"'I asked my mother many a time why the Book aye opened there and what soiled and marked it so. She told me not for long, saying only that it was marked and soiled before her laddie had been born.

"'But the night before I sailed from Annan Foot, she put her arms about me and she told me of the anguish of her soul and all about the tear-stained place—for she told me of her own Gethsemane and of the bitter cup, and said that her laddie's lips could pass it by no more than hers.

"'And ever since that night ma ain buik aye opens at Gethsemane. Oh, Margaret, you understand, do you not?' he cried, 'I am not worthy of you and of your love.

"'The far-off strain of sin starting from another heart than mine (another than my mother's, by the living God) has stained my name. Mine is an unhallowed name. Mine is a shadowed birth. Mine is the perpetual Gethsemane and mine the unemptied cup!

"'Forgive me, Margaret, for the wrong I did you. I should never have spoken love to you at all, or if I did, I should have told you of the blight upon it; but the sky and the trees and the hill were clothed that night in the beauty that wrapt my soul and I thought that God had forgotten and had shrived me in the same sacred light. But He does not forget. That light itself cannot drive the shadow from Gethsemane and the cup has never since been absent from my lips.'

"Angus stopped—and God watched over me; for He pitied me.

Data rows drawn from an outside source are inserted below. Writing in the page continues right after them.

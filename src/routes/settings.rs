use axum::extract::State;
use axum::Json;
use tracing::info;

use crate::error::AssessError;
use crate::log_capture::{LogLevel, LogSource};
use crate::provider::PageMetricsProvider;
use crate::settings::{save_settings, settings_path, PersistentSettings};
use crate::pipeline::request::TestConfigOverrides;
use crate::state::SharedState;

/// GET /settings
pub async fn get_settings<P: PageMetricsProvider>(
    State(state): State<SharedState<P>>,
) -> Json<PersistentSettings> {
    Json(state.settings.read().await.clone())
}

/// PUT /settings — replace the stored request defaults. The new defaults
/// must resolve to a valid configuration on their own.
pub async fn put_settings<P: PageMetricsProvider>(
    State(state): State<SharedState<P>>,
    Json(new_settings): Json<PersistentSettings>,
) -> Result<Json<PersistentSettings>, AssessError> {
    let (max_concurrency, max_duration) = state.pipeline.limits();
    new_settings
        .resolve(&TestConfigOverrides::default())
        .validate(max_concurrency, max_duration)?;

    if let Some(path) = settings_path(&state.config) {
        save_settings(&path, &new_settings)?;
        info!("Saved settings to {:?}", path);
    }

    *state.settings.write().await = new_settings.clone();
    state
        .logs
        .emit(LogSource::Server, LogLevel::Info, "Settings updated")
        .await;
    Ok(Json(new_settings))
}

"I thought of you and mother first, but God still kept my will in His. I wanted God to lead me and I asked Him to help me—and I waited.

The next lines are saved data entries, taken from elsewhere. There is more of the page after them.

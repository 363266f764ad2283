use regex::Regex;
use std::collections::HashSet;
use std::sync::LazyLock;
use url::Url;

use super::{DocumentFacts, FormFacts};

static ANCHOR_HREF: LazyLock<Regex> = LazyLock::new(|| {
    Regex::new(r#"(?is)<a\b[^>]*?\bhref\s*=\s*["']([^"']+)["']"#).expect("anchor pattern")
});
static VIEWPORT_META: LazyLock<Regex> = LazyLock::new(|| {
    Regex::new(r#"(?is)<meta\b[^>]*\bname\s*=\s*["']viewport["']"#).expect("viewport pattern")
});
static MOBILE_NAV_CLASS: LazyLock<Regex> = LazyLock::new(|| {
    Regex::new(r#"(?is)\bclass\s*=\s*["'][^"']*(mobile|hamburger|menu-toggle)[^"']*["']"#)
        .expect("mobile nav pattern")
});
static FORM_BLOCK: LazyLock<Regex> =
    LazyLock::new(|| Regex::new(r"(?is)<form\b[^>]*>(.*?)</form>").expect("form pattern"));
static INPUT_TAG: LazyLock<Regex> =
    LazyLock::new(|| Regex::new(r"(?is)<input\b[^>]*>").expect("input pattern"));
static BUTTON_TAG: LazyLock<Regex> =
    LazyLock::new(|| Regex::new(r"(?is)<button\b[^>]*>").expect("button pattern"));
static IMG_TAG: LazyLock<Regex> =
    LazyLock::new(|| Regex::new(r"(?is)<img\b[^>]*>").expect("img pattern"));
static ALT_ATTR: LazyLock<Regex> =
    LazyLock::new(|| Regex::new(r"(?i)\balt\s*=").expect("alt pattern"));
static HTML_LANG: LazyLock<Regex> = LazyLock::new(|| {
    Regex::new(r#"(?is)<html\b[^>]*\blang\s*=\s*["']?[a-z]"#).expect("lang pattern")
});
static TITLE: LazyLock<Regex> =
    LazyLock::new(|| Regex::new(r"(?is)<title[^>]*>\s*[^<\s]").expect("title pattern"));
static LABEL_FOR: LazyLock<Regex> = LazyLock::new(|| {
    Regex::new(r#"(?is)<label\b[^>]*\bfor\s*=\s*["']([^"']+)["']"#).expect("label pattern")
});
static ID_ATTR: LazyLock<Regex> =
    LazyLock::new(|| Regex::new(r#"(?i)\bid\s*=\s*["']([^"']+)["']"#).expect("id pattern"));
static TYPE_ATTR: LazyLock<Regex> = LazyLock::new(|| {
    Regex::new(r#"(?i)\btype\s*=\s*["']?([a-z]+)"#).expect("type pattern")
});
static ARIA_LABEL: LazyLock<Regex> =
    LazyLock::new(|| Regex::new(r"(?i)\baria-label(ledby)?\s*=").expect("aria pattern"));
static SUBRESOURCE: LazyLock<Regex> = LazyLock::new(|| {
    Regex::new(
        r#"(?is)<script\b[^>]*\bsrc\s*=|<img\b[^>]*\bsrc\s*=|<link\b[^>]*\brel\s*=\s*["']?stylesheet"#,
    )
    .expect("subresource pattern")
});

/// Scan raw HTML for the structural facts the probes need. This is a
/// best-effort textual scan, not a DOM parse.
pub fn scan_document(html: &str, base: &Url) -> DocumentFacts {
    let labelled_ids: HashSet<String> = LABEL_FOR
        .captures_iter(html)
        .map(|c| c[1].to_string())
        .collect();

    let forms = FORM_BLOCK
        .captures_iter(html)
        .map(|c| scan_form(&c[1], &labelled_ids))
        .collect();

    let inputs_without_label = INPUT_TAG
        .find_iter(html)
        .filter(|m| is_labelable(m.as_str()) && !is_labelled(m.as_str(), &labelled_ids))
        .count() as u32;

    let images: Vec<&str> = IMG_TAG.find_iter(html).map(|m| m.as_str()).collect();
    let images_missing_alt = images.iter().filter(|tag| !ALT_ATTR.is_match(tag)).count() as u32;

    DocumentFacts {
        links: extract_links(html, base),
        has_viewport_meta: VIEWPORT_META.is_match(html),
        mobile_nav_elements: MOBILE_NAV_CLASS.find_iter(html).count() as u32,
        viewport_width: None,
        forms,
        images_total: images.len() as u32,
        images_missing_alt,
        inputs_without_label,
        has_lang: HTML_LANG.is_match(html),
        has_title: TITLE.is_match(html),
    }
}

/// Count of script, stylesheet and image references in the document.
pub fn count_subresources(html: &str) -> u32 {
    SUBRESOURCE.find_iter(html).count() as u32
}

/// Absolute http(s) links in document order, deduplicated.
pub fn extract_links(html: &str, base: &Url) -> Vec<String> {
    let mut seen = HashSet::new();
    let mut links = Vec::new();

    for cap in ANCHOR_HREF.captures_iter(html) {
        let href = cap[1].trim();
        if href.starts_with('#') || href.starts_with("javascript:") || href.starts_with("mailto:") {
            continue;
        }
        let Ok(resolved) = base.join(href) else {
            continue;
        };
        if resolved.scheme() != "http" && resolved.scheme() != "https" {
            continue;
        }
        let link = resolved.to_string();
        if seen.insert(link.clone()) {
            links.push(link);
        }
    }

    links
}

fn scan_form(body: &str, labelled_ids: &HashSet<String>) -> FormFacts {
    let inputs: Vec<&str> = INPUT_TAG
        .find_iter(body)
        .map(|m| m.as_str())
        .filter(|tag| input_type(tag).as_deref() != Some("hidden"))
        .collect();
    let buttons: Vec<&str> = BUTTON_TAG.find_iter(body).map(|m| m.as_str()).collect();

    // A <button> without an explicit type submits its form.
    let has_submit = buttons
        .iter()
        .any(|tag| !matches!(input_type(tag).as_deref(), Some("button") | Some("reset")))
        || inputs
            .iter()
            .any(|tag| matches!(input_type(tag).as_deref(), Some("submit") | Some("image")));

    let unlabeled_inputs = inputs
        .iter()
        .filter(|tag| is_labelable(tag) && !is_labelled(tag, labelled_ids))
        .count() as u32;

    FormFacts {
        inputs: inputs.len() as u32,
        buttons: buttons.len() as u32,
        has_submit,
        unlabeled_inputs,
    }
}

fn input_type(tag: &str) -> Option<String> {
    TYPE_ATTR.captures(tag).map(|c| c[1].to_lowercase())
}

fn is_labelable(tag: &str) -> bool {
    !matches!(
        input_type(tag).as_deref(),
        Some("hidden") | Some("submit") | Some("button") | Some("reset") | Some("image")
    )
}

fn is_labelled(tag: &str, labelled_ids: &HashSet<String>) -> bool {
    if ARIA_LABEL.is_match(tag) {
        return true;
    }
    ID_ATTR
        .captures(tag)
        .map(|c| labelled_ids.contains(&c[1]))
        .unwrap_or(false)
}

#[cfg(test)]
mod tests {
    use super::*;

    const PAGE: &str = r##"<!doctype html>
<html lang="en">
<head>
  <title>Shop</title>
  <meta name="viewport" content="width=device-width">
  <link rel="stylesheet" href="/main.css">
  <script src="/app.js"></script>
</head>
<body>
  <nav class="site-nav mobile-nav"><button class="menu-toggle" type="button">Menu</button></nav>
  <a href="/about">About</a>
  <a href="https://cdn.example.net/docs">Docs</a>
  <a href="/about">About again</a>
  <a href="#top">Top</a>
  <a href="mailto:hi@example.com">Mail</a>
  <img src="/logo.png" alt="Logo">
  <img src="/banner.png">
  <form action="/subscribe">
    <label for="email">Email</label>
    <input id="email" type="email">
    <input type="text" name="nick">
    <input type="hidden" name="csrf" value="x">
    <button>Subscribe</button>
  </form>
  <form action="/search"><input type="search" aria-label="Search"></form>
</body>
</html>"##;

    fn base() -> Url {
        Url::parse("https://shop.example.com/").unwrap()
    }

    #[test]
    fn test_links_resolved_and_deduplicated() {
        let links = extract_links(PAGE, &base());
        assert_eq!(
            links,
            vec![
                "https://shop.example.com/about".to_string(),
                "https://cdn.example.net/docs".to_string(),
            ]
        );
    }

    #[test]
    fn test_document_facts() {
        let facts = scan_document(PAGE, &base());
        assert!(facts.has_viewport_meta);
        assert!(facts.has_lang);
        assert!(facts.has_title);
        assert_eq!(facts.mobile_nav_elements, 2);
        assert_eq!(facts.images_total, 2);
        assert_eq!(facts.images_missing_alt, 1);
        assert_eq!(facts.inputs_without_label, 1);
    }

    #[test]
    fn test_forms() {
        let facts = scan_document(PAGE, &base());
        assert_eq!(facts.forms.len(), 2);

        let subscribe = &facts.forms[0];
        assert_eq!(subscribe.inputs, 2);
        assert_eq!(subscribe.buttons, 1);
        assert!(subscribe.has_submit);
        assert_eq!(subscribe.unlabeled_inputs, 1);

        let search = &facts.forms[1];
        assert!(!search.has_submit);
        assert_eq!(search.unlabeled_inputs, 0);
    }

    #[test]
    fn test_bare_document() {
        let facts = scan_document("<html><body><p>hi</p></body></html>", &base());
        assert!(!facts.has_lang);
        assert!(!facts.has_title);
        assert!(!facts.has_viewport_meta);
        assert!(facts.links.is_empty());
        assert!(facts.forms.is_empty());
    }

    #[test]
    fn test_count_subresources() {
        assert_eq!(count_subresources(PAGE), 4);
    }
}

"'Angus,' I said at last, 'your mother loved him, did she not?'

"'Loved!' he answered, 'her pure heart knew no other passion. My own is but an echo. Behold! I was shapen in love.'

"'Then,' said I, 'let her that is without love cast the first stone at her. If any sinning woman love, she has an advocate with the Father. Oh, Angus! Come to me!' I cried, for I was fainting."